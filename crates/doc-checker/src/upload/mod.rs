//! Upload orchestration: descriptor issuance, byte transfer, progress, and the
//! follow-up status reconciliation.

mod file;
mod orchestrator;
mod progress;
mod transfer;

pub use file::{FileError, UploadFile, DEFAULT_CONTENT_TYPE};
pub use orchestrator::{
    Reconciliation, UploadError, UploadOrchestrator, UploadReceipt, UploadRequest, UploadTask,
    DEFAULT_PROGRESS_LINGER,
};
pub use progress::{ProgressEvent, ProgressTracker, TransferTicket};
pub use transfer::{FileTransfer, HttpTransfer, ProgressCallback, TransferError, UploadDescriptor};
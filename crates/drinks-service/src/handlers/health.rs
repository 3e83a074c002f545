//! Liveness endpoint.

/// Handler for GET /health
///
/// Returns "OK" while the process is serving requests. Does not check the
/// database or the identity provider.
pub async fn health_check() -> &'static str {
    "OK"
}
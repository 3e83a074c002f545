//! HTTP request handlers for the drinks service.

pub mod drinks;
pub mod health;
pub mod metrics;

pub use drinks::{create_drink, delete_drink, get_drinks, get_drinks_detail, update_drink};
pub use health::health_check;
pub use metrics::metrics_handler;
#[cfg(test)]
#[allow(clippy::unwrap_used, clippy::expect_used)]
mod tests {
    use super::*;
    use crate::auth::jwks::{JwksResponse, StaticJwksFetcher};
    use base64::{engine::general_purpose::URL_SAFE_NO_PAD, Engine};
    use drinks_test_utils::rsa_fixtures::TestKeypair;
    use drinks_test_utils::token_builders::TestClaimsBuilder;
    use serde_json::json;

    const ISSUER: &str = "https://coffee.test.auth0.com/";
    const AUDIENCE: &str = "drinks";

    fn jwk_of(keypair: &TestKeypair) -> Jwk {
        serde_json::from_value(keypair.jwk_json()).unwrap()
    }

    fn validator_with(keys: Vec<Jwk>) -> JwtValidator {
        let fetcher = Arc::new(StaticJwksFetcher::new(JwksResponse { keys }));
        JwtValidator::new(
            Arc::new(JwksClient::new(fetcher)),
            AUDIENCE.to_string(),
            ISSUER.to_string(),
            300,
        )
    }

    fn claims() -> TestClaimsBuilder {
        TestClaimsBuilder::new(ISSUER, AUDIENCE)
    }

    // =========================================================================
    // decoding_key
    // =========================================================================

    #[test]
    fn test_decoding_key_rejects_non_rsa_key_type() {
        let mut jwk = jwk_of(&TestKeypair::primary());
        jwk.kty = "OKP".to_string();

        assert_eq!(
            decoding_key(&jwk).err(),
            Some(AuthError::InvalidHeader(KEY_NOT_FOUND.to_string()))
        );
    }

    #[test]
    fn test_decoding_key_rejects_other_algorithm_and_use() {
        let mut jwk = jwk_of(&TestKeypair::primary());
        jwk.alg = Some("RS512".to_string());
        assert!(decoding_key(&jwk).is_err());

        let mut jwk = jwk_of(&TestKeypair::primary());
        jwk.key_use = Some("enc".to_string());
        assert!(decoding_key(&jwk).is_err());
    }

    #[test]
    fn test_decoding_key_rejects_missing_components() {
        let mut jwk = jwk_of(&TestKeypair::primary());
        jwk.n = None;
        assert!(decoding_key(&jwk).is_err());

        let mut jwk = jwk_of(&TestKeypair::primary());
        jwk.e = None;
        assert!(decoding_key(&jwk).is_err());
    }

    #[test]
    fn test_decoding_key_accepts_jwk_without_alg_and_use() {
        let mut jwk = jwk_of(&TestKeypair::primary());
        jwk.alg = None;
        jwk.key_use = None;
        assert!(decoding_key(&jwk).is_ok());
    }

    // =========================================================================
    // verify_token
    // =========================================================================

    #[test]
    fn test_verify_token_valid() {
        let keypair = TestKeypair::primary();
        let token = keypair.sign(&claims().with_permissions(&["get:drinks-detail"]).build());

        let claims = verify_token(&token, &jwk_of(&keypair), AUDIENCE, ISSUER).unwrap();

        assert_eq!(claims.iss, ISSUER);
        assert!(claims.aud.contains(AUDIENCE));
        assert!(claims.has_permission("get:drinks-detail"));
    }

    #[test]
    fn test_verify_token_expired() {
        let keypair = TestKeypair::primary();
        let token = keypair.sign(&claims().expires_in(-3600).build());

        assert_eq!(
            verify_token(&token, &jwk_of(&keypair), AUDIENCE, ISSUER).err(),
            Some(AuthError::TokenExpired)
        );
    }

    #[test]
    fn test_verify_token_wrong_audience_and_issuer() {
        let keypair = TestKeypair::primary();
        let expected = Some(AuthError::InvalidClaims(INCORRECT_CLAIMS.to_string()));

        let token = keypair.sign(&claims().audience("image").build());
        assert_eq!(
            verify_token(&token, &jwk_of(&keypair), AUDIENCE, ISSUER).err(),
            expected
        );

        let token = keypair.sign(&claims().issuer("https://evil.auth0.com/").build());
        assert_eq!(
            verify_token(&token, &jwk_of(&keypair), AUDIENCE, ISSUER).err(),
            expected
        );
    }

    #[test]
    fn test_verify_token_missing_registered_claims() {
        let keypair = TestKeypair::primary();
        for claim in ["aud", "iss", "exp"] {
            let mut payload = claims().build();
            payload.as_object_mut().unwrap().remove(claim);
            let token = keypair.sign(&payload);

            assert_eq!(
                verify_token(&token, &jwk_of(&keypair), AUDIENCE, ISSUER).err(),
                Some(AuthError::InvalidClaims(INCORRECT_CLAIMS.to_string())),
                "missing {claim} should be invalid_claims"
            );
        }
    }

    #[test]
    fn test_verify_token_signed_by_other_key() {
        let token = TestKeypair::secondary()
            .sign_with_kid(&claims().build(), TestKeypair::PRIMARY_KID);

        assert_eq!(
            verify_token(&token, &jwk_of(&TestKeypair::primary()), AUDIENCE, ISSUER).err(),
            Some(AuthError::InvalidHeader(UNPARSEABLE_TOKEN.to_string()))
        );
    }

    #[test]
    fn test_verify_token_bad_signature_checked_before_expiry() {
        let token = TestKeypair::secondary()
            .sign_with_kid(&claims().expires_in(-60).build(), TestKeypair::PRIMARY_KID);

        assert_eq!(
            verify_token(&token, &jwk_of(&TestKeypair::primary()), AUDIENCE, ISSUER).err(),
            Some(AuthError::InvalidHeader(UNPARSEABLE_TOKEN.to_string()))
        );
    }

    #[test]
    fn test_verify_token_fractional_exp() {
        let keypair = TestKeypair::primary();
        let now = chrono::Utc::now().timestamp();

        let mut payload = claims().build();
        payload["exp"] = json!(now as f64 + 3600.5);
        let verified = verify_token(&keypair.sign(&payload), &jwk_of(&keypair), AUDIENCE, ISSUER)
            .unwrap();
        assert_eq!(verified.exp, now + 3600);

        let mut payload = claims().build();
        payload["exp"] = json!(now as f64 - 60.5);
        assert_eq!(
            verify_token(&keypair.sign(&payload), &jwk_of(&keypair), AUDIENCE, ISSUER).err(),
            Some(AuthError::TokenExpired)
        );
    }

    #[test]
    fn test_verify_token_tampered_payload() {
        let keypair = TestKeypair::primary();
        let token = keypair.sign(&claims().with_permissions(&["get:drinks-detail"]).build());

        let parts: Vec<&str> = token.split('.').collect();
        let forged_payload = URL_SAFE_NO_PAD.encode(
            serde_json::to_vec(&claims().with_permissions(&["delete:drinks"]).build()).unwrap(),
        );
        let forged = format!("{}.{}.{}", parts[0], forged_payload, parts[2]);

        assert_eq!(
            verify_token(&forged, &jwk_of(&keypair), AUDIENCE, ISSUER).err(),
            Some(AuthError::InvalidHeader(UNPARSEABLE_TOKEN.to_string()))
        );
    }

    #[test]
    fn test_map_verification_error() {
        assert_eq!(
            map_verification_error(&ErrorKind::ExpiredSignature),
            AuthError::TokenExpired
        );
        assert_eq!(
            map_verification_error(&ErrorKind::InvalidAudience).code(),
            "invalid_claims"
        );
        assert_eq!(
            map_verification_error(&ErrorKind::InvalidIssuer).code(),
            "invalid_claims"
        );
        assert_eq!(
            map_verification_error(&ErrorKind::InvalidSignature).code(),
            "invalid_header"
        );
        assert_eq!(
            map_verification_error(&ErrorKind::InvalidAlgorithm).code(),
            "invalid_header"
        );
    }

    // =========================================================================
    // JwtValidator
    // =========================================================================

    #[tokio::test]
    async fn test_validate_round_trip() {
        let keypair = TestKeypair::primary();
        let validator = validator_with(vec![jwk_of(&keypair)]);
        let token = keypair.sign(
            &claims()
                .with_permissions(&["post:drinks", "get:drinks-detail", "patch:drinks"])
                .with_claim("azp", json!("coffee-shop-frontend"))
                .build(),
        );

        let claims = validator.validate(&token).await.unwrap();

        let permissions: Vec<&str> = claims
            .permissions
            .as_ref()
            .unwrap()
            .iter()
            .map(String::as_str)
            .collect();
        assert_eq!(permissions, vec!["get:drinks-detail", "patch:drinks", "post:drinks"]);
        assert_eq!(claims.claim("azp"), Some(&json!("coffee-shop-frontend")));
    }

    #[tokio::test]
    async fn test_validate_is_idempotent() {
        let keypair = TestKeypair::primary();
        let validator = validator_with(vec![jwk_of(&keypair)]);
        let token = keypair.sign(&claims().with_permissions(&["get:drinks-detail"]).build());

        let first = validator.validate(&token).await.unwrap();
        let second = validator.validate(&token).await.unwrap();
        assert_eq!(first, second);
    }

    #[tokio::test]
    async fn test_validate_unknown_kid() {
        let validator = validator_with(vec![jwk_of(&TestKeypair::secondary())]);
        let token = TestKeypair::primary().sign(&claims().build());

        assert_eq!(
            validator.validate(&token).await.err(),
            Some(AuthError::InvalidHeader(KEY_NOT_FOUND.to_string()))
        );
    }

    #[tokio::test]
    async fn test_validate_missing_kid() {
        let keypair = TestKeypair::primary();
        let validator = validator_with(vec![jwk_of(&keypair)]);
        let token = keypair.sign_without_kid(&claims().build());

        let err = validator.validate(&token).await.unwrap_err();
        assert_eq!(err.code(), "invalid_header");
        assert_eq!(err.status_code(), 401);
    }

    #[tokio::test]
    async fn test_validate_rejects_future_iat() {
        let keypair = TestKeypair::primary();
        let validator = validator_with(vec![jwk_of(&keypair)]);
        let now = chrono::Utc::now().timestamp();
        let token = keypair.sign(&claims().issued_at(now + 3600).expires_in(7200).build());

        let err = validator.validate(&token).await.unwrap_err();
        assert_eq!(err.code(), "invalid_claims");
        assert_eq!(err.status_code(), 401);
    }

    #[tokio::test]
    async fn test_validate_rejects_malformed_and_oversized() {
        let validator = validator_with(vec![jwk_of(&TestKeypair::primary())]);

        for token in ["not.a.valid.jwt", "abc", "", &"a".repeat(9000)] {
            let err = validator.validate(token).await.unwrap_err();
            assert_eq!(err.code(), "invalid_header", "token of len {}", token.len());
        }
    }
}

__Problem description__: Only a number is expected here: the count of lines with the string "verified" in the material above.

__Answer__: 2